Australia’s teaching shortage is reaching a crisis point.
In Queensland alone, almost 270 regional state teaching positions remain vacant at the end of term one this year.
In NSW, where more than 10,000 teachers quit in 2021, unreleased federal modelling indicates the state will be short-staffed by a whopping 1,700 teachers by 2025.
That’s a lotta classrooms without a teacher.
So what’s going on?
In an analysis for The Conversation, Rachel Wilson and Giuseppe Carabetta attribute Australia’s teaching shortage to both retention and problems with recruitment, with low pay (relative to other professions), heavy workloads and burnout fears deterring Gen Zs from considering a career in education.
And those that take the risk?
They’re dropping out in record numbers, with a staggering one in six early career teachers leaving the profession after just one year.
A further 40% of young teachers abandon their careers within five years.
It’s like the perfect storm.
A 17-year-old from NSW told us how they were struggling between becoming a high school science teacher or a mechanical engineer.
“I think that I would prefer to be a teacher, yet an engineer is a better paid and more challenging position,” they said.
“After research, the teacher’s salary looks alright but I’m worried that I will regret my decision when I’m older.
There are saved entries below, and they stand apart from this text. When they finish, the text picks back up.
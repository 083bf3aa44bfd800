use leptos::prelude::*;

use crate::components::header::Header;
use crate::components::model_search::ModelSearch;

#[component]
pub fn App() -> impl IntoView {
    view! {
        <div class="app">
            <Header />
            <main class="content">
                <div class="form-group">
                    <label for="modelNameInput">"Model"</label>
                    <ModelSearch />
                </div>
            </main>
        </div>
    }
}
University is such a big decision, it affects the rest of your life.”
Meanwhile, a 17-year-old female from Western Australia told us how she wants to be a teacher but is seriously concerned about the five-year dropout rate amongst early career teachers.
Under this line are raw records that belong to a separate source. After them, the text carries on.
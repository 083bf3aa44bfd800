use std::sync::{Mutex, PoisonError};
use std::time::Duration;

use tokio::task::JoinHandle;

/// Holds at most one pending timer. Scheduling aborts the previous one.
///
/// Only the wait is cancellable: once the callback has run, anything it spawned
/// is out of the debouncer's reach.
#[derive(Debug)]
pub struct Debouncer {
    delay: Duration,
    pending: Mutex<Option<JoinHandle<()>>>,
}

impl Debouncer {
    pub fn new(delay: Duration) -> Self {
        Self {
            delay,
            pending: Mutex::new(None),
        }
    }

    pub fn delay(&self) -> Duration {
        self.delay
    }

    /// Runs `callback` once `delay` passes without another `schedule` or `cancel`.
    /// Must be called from within a tokio runtime.
    pub fn schedule<F>(&self, callback: F)
    where
        F: FnOnce() + Send + 'static,
    {
        let delay = self.delay;
        let handle = tokio::spawn(async move {
            tokio::time::sleep(delay).await;
            callback();
        });

        let previous = self
            .pending
            .lock()
            .unwrap_or_else(PoisonError::into_inner)
            .replace(handle);
        if let Some(previous) = previous {
            previous.abort();
        }
    }

    pub fn cancel(&self) {
        let previous = self
            .pending
            .lock()
            .unwrap_or_else(PoisonError::into_inner)
            .take();
        if let Some(previous) = previous {
            previous.abort();
        }
    }

    pub fn is_pending(&self) -> bool {
        self.pending
            .lock()
            .unwrap_or_else(PoisonError::into_inner)
            .as_ref()
            .is_some_and(|h| !h.is_finished())
    }
}

impl Drop for Debouncer {
    fn drop(&mut self) {
        self.cancel();
    }
}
“It’s so hard to choose a job career when there are so many options. And how do I know if the job will be obsolete soon?” she said.
“For a while, I wanted to be a maths teacher but all of a sudden I’m hearing about how bad the Australian education system is, how new teachers quit after 5 years?”
“WHAT’S WITH THAT?!”
Meanwhile, a 22-year-old female from South Australia is a practising teacher worried about the teaching profession’s work-life balance and the industry’s high workload causing them to burnout.
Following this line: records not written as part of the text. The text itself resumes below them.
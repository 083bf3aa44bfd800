use std::sync::Arc;

use modelsearch_core::ServerConfig;

use crate::services::library::{HttpLibrary, LibrarySource};
use crate::services::ollama::StatusProbe;

pub struct AppState {
    pub ollama_url: String,
    pub library: Arc<dyn LibrarySource>,
    pub status: StatusProbe,
}

impl AppState {
    pub fn new(config: &ServerConfig) -> Self {
        Self::with_library(&config.ollama_url, Arc::new(HttpLibrary::new(&config.library_url)))
    }

    pub fn with_library(ollama_url: &str, library: Arc<dyn LibrarySource>) -> Self {
        Self {
            ollama_url: ollama_url.to_string(),
            library,
            status: StatusProbe::new(),
        }
    }
}
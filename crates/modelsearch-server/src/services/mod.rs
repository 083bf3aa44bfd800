pub mod library;
pub mod ollama;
“The two things I am worried about is getting sucked into full-time work for the next 45 years and forgetting to enjoy my life,” she said.
“(I’m also worried about) burning out within five years and having to find a new career when teaching is my dream career.”
So where to from here?
If reports that state schools could “run out of teachers in the next five years” and are anything to go by, we need to address the challenges causing teachers to leave the system in droves to improve its image to attract Australia’s youth.